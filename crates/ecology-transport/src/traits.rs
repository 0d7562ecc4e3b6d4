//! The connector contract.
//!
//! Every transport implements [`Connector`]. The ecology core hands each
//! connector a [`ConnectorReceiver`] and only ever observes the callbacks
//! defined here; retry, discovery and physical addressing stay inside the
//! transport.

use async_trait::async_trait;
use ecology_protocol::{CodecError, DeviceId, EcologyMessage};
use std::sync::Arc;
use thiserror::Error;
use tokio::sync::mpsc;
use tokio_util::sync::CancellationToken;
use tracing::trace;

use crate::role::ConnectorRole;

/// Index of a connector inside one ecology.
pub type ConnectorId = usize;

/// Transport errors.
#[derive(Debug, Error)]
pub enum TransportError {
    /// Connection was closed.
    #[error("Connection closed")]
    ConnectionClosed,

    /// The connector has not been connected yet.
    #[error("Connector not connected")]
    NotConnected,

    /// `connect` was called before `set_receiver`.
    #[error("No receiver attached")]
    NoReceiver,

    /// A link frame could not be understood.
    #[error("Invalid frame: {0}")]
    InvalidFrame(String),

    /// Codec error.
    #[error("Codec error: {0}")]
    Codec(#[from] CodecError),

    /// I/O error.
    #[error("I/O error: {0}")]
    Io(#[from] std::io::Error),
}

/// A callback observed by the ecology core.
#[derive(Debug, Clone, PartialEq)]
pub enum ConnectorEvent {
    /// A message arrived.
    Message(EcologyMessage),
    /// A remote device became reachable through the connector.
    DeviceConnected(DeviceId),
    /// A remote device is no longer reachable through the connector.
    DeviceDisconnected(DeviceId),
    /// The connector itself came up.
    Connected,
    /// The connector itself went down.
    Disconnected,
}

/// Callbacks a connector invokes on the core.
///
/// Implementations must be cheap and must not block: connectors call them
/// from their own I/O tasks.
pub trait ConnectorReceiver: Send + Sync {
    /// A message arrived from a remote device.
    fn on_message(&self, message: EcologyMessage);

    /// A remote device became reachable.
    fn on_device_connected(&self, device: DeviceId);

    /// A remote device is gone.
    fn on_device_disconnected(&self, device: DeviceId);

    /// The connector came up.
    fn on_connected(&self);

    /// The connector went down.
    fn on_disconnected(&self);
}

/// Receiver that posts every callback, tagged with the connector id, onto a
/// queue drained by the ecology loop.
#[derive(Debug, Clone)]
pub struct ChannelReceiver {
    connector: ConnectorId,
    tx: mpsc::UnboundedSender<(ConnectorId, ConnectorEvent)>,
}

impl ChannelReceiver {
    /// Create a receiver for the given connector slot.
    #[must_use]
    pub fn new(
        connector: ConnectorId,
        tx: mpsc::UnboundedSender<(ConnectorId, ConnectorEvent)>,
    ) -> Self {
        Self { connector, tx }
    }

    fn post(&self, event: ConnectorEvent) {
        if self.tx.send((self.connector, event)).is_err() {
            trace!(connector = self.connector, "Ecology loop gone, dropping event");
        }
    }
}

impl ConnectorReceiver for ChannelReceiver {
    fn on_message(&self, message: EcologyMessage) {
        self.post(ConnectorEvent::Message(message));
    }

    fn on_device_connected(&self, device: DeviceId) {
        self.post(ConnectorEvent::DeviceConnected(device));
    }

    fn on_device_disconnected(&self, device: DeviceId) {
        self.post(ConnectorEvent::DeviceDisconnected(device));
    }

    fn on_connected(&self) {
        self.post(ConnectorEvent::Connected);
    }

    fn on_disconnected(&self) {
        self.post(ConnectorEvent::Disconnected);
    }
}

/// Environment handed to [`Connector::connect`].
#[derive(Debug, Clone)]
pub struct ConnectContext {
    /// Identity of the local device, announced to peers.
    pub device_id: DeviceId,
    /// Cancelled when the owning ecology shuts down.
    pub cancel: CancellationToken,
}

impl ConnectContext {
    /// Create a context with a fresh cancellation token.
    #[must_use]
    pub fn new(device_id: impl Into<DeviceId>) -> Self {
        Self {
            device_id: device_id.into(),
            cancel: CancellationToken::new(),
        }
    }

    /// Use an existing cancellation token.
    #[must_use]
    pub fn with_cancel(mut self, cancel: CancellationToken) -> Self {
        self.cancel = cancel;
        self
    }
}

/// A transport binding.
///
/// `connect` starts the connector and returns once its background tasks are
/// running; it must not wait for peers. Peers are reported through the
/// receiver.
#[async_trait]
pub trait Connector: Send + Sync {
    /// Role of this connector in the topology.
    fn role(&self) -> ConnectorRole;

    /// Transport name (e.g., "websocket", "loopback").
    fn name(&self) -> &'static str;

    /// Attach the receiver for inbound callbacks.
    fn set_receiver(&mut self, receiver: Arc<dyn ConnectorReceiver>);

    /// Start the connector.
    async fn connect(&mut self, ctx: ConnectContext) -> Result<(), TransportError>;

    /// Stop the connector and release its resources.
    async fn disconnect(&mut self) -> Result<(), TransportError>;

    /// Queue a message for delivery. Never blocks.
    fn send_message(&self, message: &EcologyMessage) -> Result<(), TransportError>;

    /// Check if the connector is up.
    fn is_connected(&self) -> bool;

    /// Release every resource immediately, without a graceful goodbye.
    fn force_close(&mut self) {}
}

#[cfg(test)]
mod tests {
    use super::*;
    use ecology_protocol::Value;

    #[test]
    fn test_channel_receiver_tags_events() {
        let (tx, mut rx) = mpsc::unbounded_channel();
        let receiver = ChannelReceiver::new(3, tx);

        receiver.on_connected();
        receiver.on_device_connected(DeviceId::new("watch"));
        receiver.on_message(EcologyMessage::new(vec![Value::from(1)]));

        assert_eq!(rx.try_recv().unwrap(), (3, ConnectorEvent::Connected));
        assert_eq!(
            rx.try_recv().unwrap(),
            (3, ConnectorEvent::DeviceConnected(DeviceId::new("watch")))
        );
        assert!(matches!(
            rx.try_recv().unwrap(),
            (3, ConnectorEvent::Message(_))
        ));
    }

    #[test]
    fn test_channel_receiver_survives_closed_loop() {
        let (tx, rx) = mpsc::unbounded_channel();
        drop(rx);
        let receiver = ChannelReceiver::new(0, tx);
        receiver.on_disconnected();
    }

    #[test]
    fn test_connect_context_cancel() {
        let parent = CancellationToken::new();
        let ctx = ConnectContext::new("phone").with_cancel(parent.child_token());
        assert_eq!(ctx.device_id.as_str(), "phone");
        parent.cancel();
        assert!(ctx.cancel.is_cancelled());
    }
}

· · ·

- _Your task_:
Output all lines from the beginning of the data up to the line holding "use tokio::sync::mpsc;", that line included, exactly as written.

- _Exercise output_:
filename crates/ecology-transport/src/traits.rs
repository 0d7562ecc4e3b6d4
//! The connector contract.
//!
//! Every transport implements [`Connector`]. The ecology core hands each
//! connector a [`ConnectorReceiver`] and only ever observes the callbacks
//! defined here; retry, discovery and physical addressing stay inside the
//! transport.

use async_trait::async_trait;
use ecology_protocol::{CodecError, DeviceId, EcologyMessage};
use std::sync::Arc;
use thiserror::Error;
use tokio::sync::mpsc;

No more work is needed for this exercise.